◆ Data for the task ◆
★ ★ ★ ★

//! Phrase Runner entry point
//!
//! Handles platform-specific initialization and runs the game loop.

#[cfg(target_arch = "wasm32")]
use wasm_bindgen::prelude::*;

#[cfg(target_arch = "wasm32")]
mod wasm_game {
    use std::cell::RefCell;
    use std::rc::Rc;
    use wasm_bindgen::prelude::*;
    use web_sys::{CanvasRenderingContext2d, Document, Element, HtmlCanvasElement, MouseEvent, Window};

    use phrase_runner::platform::TickSource;
    use phrase_runner::renderer::CanvasRenderer;
    use phrase_runner::{GameEvent, GameStateMachine, OptionId, QuestionBank, Tuning};

    type FrameCallback = Rc<RefCell<Option<Closure<dyn FnMut(f64)>>>>;

    /// Tick source backed by requestAnimationFrame
    struct AnimationFrameTicker {
        window: Window,
        callback: FrameCallback,
        pending: Option<i32>,
        running: bool,
    }

    impl AnimationFrameTicker {
        fn new(window: Window, callback: FrameCallback) -> Self {
            Self {
                window,
                callback,
                pending: None,
                running: false,
            }
        }

        fn request(&mut self) {
            let callback = self.callback.borrow();
            let Some(cb) = callback.as_ref() else {
                log::error!("Frame callback not installed");
                return;
            };
            match self.window.request_animation_frame(cb.as_ref().unchecked_ref()) {
                Ok(id) => self.pending = Some(id),
                Err(e) => log::error!("requestAnimationFrame failed: {:?}", e),
            }
        }

        /// The pending request just fired
        fn frame_delivered(&mut self) {
            self.pending = None;
        }

        /// Queue the next frame unless the game stopped us meanwhile
        fn schedule_next(&mut self) {
            if self.running && self.pending.is_none() {
                self.request();
            }
        }
    }

    impl TickSource for AnimationFrameTicker {
        fn start(&mut self) {
            if self.running {
                return;
            }
            self.running = true;
            self.schedule_next();
        }

        fn stop(&mut self) {
            self.running = false;
            if let Some(id) = self.pending.take() {
                if let Err(e) = self.window.cancel_animation_frame(id) {
                    log::warn!("cancelAnimationFrame failed: {:?}", e);
                }
            }
        }

        fn is_running(&self) -> bool {
            self.running
        }
    }

    /// DOM elements the game writes to
    struct Dom {
        document: Document,
        score: Element,
        final_score: Element,
        prompt: Element,
        answer: Element,
        buttons: Element,
        game_over_overlay: Element,
        start_overlay: Element,
    }

    impl Dom {
        fn lookup(document: Document) -> Result<Self, JsValue> {
            Ok(Self {
                score: element(&document, "score")?,
                final_score: element(&document, "final-score")?,
                prompt: element(&document, "jp-prompt")?,
                answer: element(&document, "en-answer-display")?,
                buttons: element(&document, "word-buttons-container")?,
                game_over_overlay: element(&document, "game-over-overlay")?,
                start_overlay: element(&document, "start-overlay")?,
                document,
            })
        }

        fn option_button(&self, option: OptionId) -> Option<Element> {
            let selector = format!("[data-option=\"{}\"]", option.0);
            self.buttons.query_selector(&selector).ok().flatten()
        }

        fn rebuild_buttons(&self, options: &[String]) -> Result<(), JsValue> {
            self.buttons.set_inner_html("");
            for (i, word) in options.iter().enumerate() {
                let btn = self.document.create_element("button")?;
                btn.set_text_content(Some(word));
                btn.class_list().add_1("word-btn")?;
                btn.set_attribute("data-option", &i.to_string())?;
                self.buttons.append_child(&btn)?;
            }
            Ok(())
        }
    }

    fn element(document: &Document, id: &str) -> Result<Element, JsValue> {
        document
            .get_element_by_id(id)
            .ok_or_else(|| JsValue::from_str(&format!("missing #{}", id)))
    }

    /// Game instance holding all state
    struct Game {
        machine: GameStateMachine<AnimationFrameTicker>,
        renderer: CanvasRenderer,
        dom: Dom,
        window: Window,
    }

    impl Game {
        /// Reflect drained game events in the DOM
        fn apply_events(&mut self) {
            for event in self.machine.drain_events() {
                if let Err(e) = self.apply_event(&event) {
                    log::warn!("UI update for {:?} failed: {:?}", event, e);
                }
            }
        }

        fn apply_event(&self, event: &GameEvent) -> Result<(), JsValue> {
            let dom = &self.dom;
            match event {
                GameEvent::Started => {
                    dom.score.set_text_content(Some("0"));
                    dom.start_overlay.class_list().add_1("hidden")?;
                    dom.game_over_overlay.class_list().add_1("hidden")?;
                }
                GameEvent::RoundStarted { prompt, options } => {
                    dom.prompt.set_text_content(Some(prompt));
                    dom.answer.set_text_content(Some(""));
                    dom.rebuild_buttons(options)?;
                }
                GameEvent::WordAccepted { option, transcript } => {
                    dom.answer.set_text_content(Some(transcript));
                    if let Some(btn) = dom.option_button(*option) {
                        btn.remove();
                    }
                }
                GameEvent::WordRejected { option } => {
                    if let Some(btn) = dom.option_button(*option) {
                        self.flash_wrong(btn)?;
                    }
                }
                GameEvent::RoundCleared { score } => {
                    dom.score.set_text_content(Some(&score.to_string()));
                }
                GameEvent::GameOver { final_score } => {
                    dom.final_score.set_text_content(Some(&final_score.to_string()));
                    dom.game_over_overlay.class_list().remove_1("hidden")?;
                }
            }
            Ok(())
        }

        /// Mark a button wrong, then clear it after the flash delay
        fn flash_wrong(&self, btn: Element) -> Result<(), JsValue> {
            btn.class_list().add_1("wrong")?;
            let clear = Closure::once_into_js(move || {
                if let Err(e) = btn.class_list().remove_1("wrong") {
                    log::warn!("Clearing wrong-word flash failed: {:?}", e);
                }
            });
            self.window.set_timeout_with_callback_and_timeout_and_arguments_0(
                clear.unchecked_ref(),
                self.machine.tuning().wrong_flash_ms as i32,
            )?;
            Ok(())
        }

        fn render(&self) {
            self.renderer.render(self.machine.session());
        }
    }

    fn on_frame(game: &Rc<RefCell<Game>>) {
        let g = &mut *game.borrow_mut();
        g.machine.ticker_mut().frame_delivered();
        g.machine.frame();
        g.render();
        g.apply_events();
        g.machine.ticker_mut().schedule_next();
    }

    pub fn run() -> Result<(), JsValue> {
        console_error_panic_hook::set_once();
        console_log::init_with_level(log::Level::Info)
            .map_err(|e| JsValue::from_str(&e.to_string()))?;

        log::info!("Phrase Runner starting...");

        let window = web_sys::window().ok_or("no window")?;
        let document = window.document().ok_or("no document")?;

        let canvas: HtmlCanvasElement = element(&document, "game-canvas")?.dyn_into()?;
        let ctx: CanvasRenderingContext2d = canvas
            .get_context("2d")?
            .ok_or("no 2d context")?
            .dyn_into()?;

        let bank = QuestionBank::builtin().map_err(|e| JsValue::from_str(&e.to_string()))?;
        let mut tuning = Tuning::default();
        tuning.arena_width = canvas.width() as f32;
        tuning.arena_height = canvas.height() as f32;
        tuning
            .validate()
            .map_err(|e| JsValue::from_str(&e.to_string()))?;

        let seed = js_sys::Date::now() as u64;
        let callback: FrameCallback = Rc::new(RefCell::new(None));
        let ticker = AnimationFrameTicker::new(window.clone(), callback.clone());
        let renderer = CanvasRenderer::new(
            ctx,
            tuning.arena_width as f64,
            tuning.arena_height as f64,
        );
        let machine = GameStateMachine::new(bank, tuning, ticker, seed);
        let game = Rc::new(RefCell::new(Game {
            machine,
            renderer,
            dom: Dom::lookup(document.clone())?,
            window,
        }));
        log::info!("Game initialized with seed: {}", seed);

        {
            let game = game.clone();
            *callback.borrow_mut() = Some(Closure::new(move |_time: f64| on_frame(&game)));
        }

        setup_start_buttons(&document, game.clone())?;
        setup_word_buttons(game.clone())?;

        // Idle draw before any round
        game.borrow().render();

        log::info!("Phrase Runner ready");
        Ok(())
    }

    fn setup_start_buttons(document: &Document, game: Rc<RefCell<Game>>) -> Result<(), JsValue> {
        {
            let game = game.clone();
            let closure = Closure::<dyn FnMut(_)>::new(move |_event: MouseEvent| {
                let g = &mut *game.borrow_mut();
                g.machine.start();
                g.apply_events();
            });
            element(document, "start-btn")?
                .add_event_listener_with_callback("click", closure.as_ref().unchecked_ref())?;
            closure.forget();
        }

        let closure = Closure::<dyn FnMut(_)>::new(move |_event: MouseEvent| {
            let g = &mut *game.borrow_mut();
            g.machine.restart();
            g.apply_events();
        });
        element(document, "restart-btn")?
            .add_event_listener_with_callback("click", closure.as_ref().unchecked_ref())?;
        closure.forget();
        Ok(())
    }

    /// One delegated listener for all word buttons
    fn setup_word_buttons(game: Rc<RefCell<Game>>) -> Result<(), JsValue> {
        let container = game.borrow().dom.buttons.clone();
        let closure = Closure::<dyn FnMut(_)>::new(move |event: MouseEvent| {
            let Some(option) = event
                .target()
                .and_then(|t| t.dyn_into::<Element>().ok())
                .and_then(|el| el.get_attribute("data-option"))
                .and_then(|idx| idx.parse::<usize>().ok())
            else {
                return;
            };
            let g = &mut *game.borrow_mut();
            g.machine.submit(OptionId(option));
            g.apply_events();
        });
        container.add_event_listener_with_callback("click", closure.as_ref().unchecked_ref())?;
        closure.forget();
        Ok(())
    }
}

#[cfg(target_arch = "wasm32")]
#[wasm_bindgen(start)]
pub fn wasm_main() {
    if let Err(e) = wasm_game::run() {
        log::error!("Startup failed: {:?}", e);
        web_sys::console::error_1(&e);
    }
}

#[cfg(not(target_arch = "wasm32"))]
fn main() -> Result<(), Box<dyn std::error::Error>> {
    env_logger::Builder::from_env(env_logger::Env::default().default_filter_or("info")).init();
    log::info!("Phrase Runner (native) starting...");
    log::info!("Native mode is a headless demo - run with `trunk serve` for the web version");

    demo::run()
}

#[cfg(target_arch = "wasm32")]
fn main() {
    // WASM entry point is wasm_main, this is just to satisfy the compiler
}

/// Headless demo: a scripted player clears a few rounds, then stops answering
#[cfg(not(target_arch = "wasm32"))]
mod demo {
    use std::error::Error;
    use std::time::{SystemTime, UNIX_EPOCH};

    use phrase_runner::platform::{ManualTicker, TickSource};
    use phrase_runner::{FrameOutcome, GameStateMachine, QuestionBank, Tuning};

    /// Rounds the bot answers before letting the enemy through
    const ROUNDS_TO_CLEAR: u32 = 3;
    /// Frames the bot waits between clicks
    const THINK_FRAMES: u32 = 40;

    pub fn run() -> Result<(), Box<dyn Error>> {
        let tuning = match std::env::var("PHRASE_RUNNER_TUNING") {
            Ok(path) => Tuning::from_json(&std::fs::read_to_string(path)?)?,
            Err(_) => Tuning::default(),
        };
        let seed = match std::env::args().nth(1) {
            Some(arg) => arg.parse()?,
            None => SystemTime::now().duration_since(UNIX_EPOCH)?.as_millis() as u64,
        };
        log::info!("Seed: {}", seed);

        let bank = QuestionBank::builtin()?;
        let mut machine = GameStateMachine::new(bank, tuning, ManualTicker::new(), seed);
        machine.start();

        let mut frames = 0u32;
        while machine.ticker().is_running() {
            if machine.frame() == FrameOutcome::Collided {
                break;
            }
            frames += 1;

            if machine.score() < ROUNDS_TO_CLEAR && frames % THINK_FRAMES == 0 {
                click_next_word(&mut machine);
            }
            for event in machine.drain_events() {
                log::info!("{:?}", event);
            }
        }
        for event in machine.drain_events() {
            log::info!("{:?}", event);
        }

        log::info!(
            "Final score {} after {} frames",
            machine.session().final_score.unwrap_or_default(),
            machine.session().time_ticks
        );
        Ok(())
    }

    /// Click the expected word, or a wrong one first if there is a choice
    fn click_next_word(machine: &mut GameStateMachine) {
        let Some(round) = machine.round() else {
            return;
        };
        let index = round.next_expected_index();
        let expected = round.round().target[index].clone();
        let wrong = round
            .available_options()
            .find(|(_, word)| *word != expected)
            .map(|(id, _)| id);

        if index == 0 {
            if let Some(wrong) = wrong {
                machine.submit(wrong);
            }
        }
        machine.submit_token(&expected);
    }
}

★ ★ ★ ★

◆ Exercise aim ◆
Which lines of the data contain the word "warn"? Copy each one.

◆ Output ◆
                    log::warn!("cancelAnimationFrame failed: {:?}", e);
                    log::warn!("UI update for {:?} failed: {:?}", event, e);
                    log::warn!("Clearing wrong-word flash failed: {:?}", e);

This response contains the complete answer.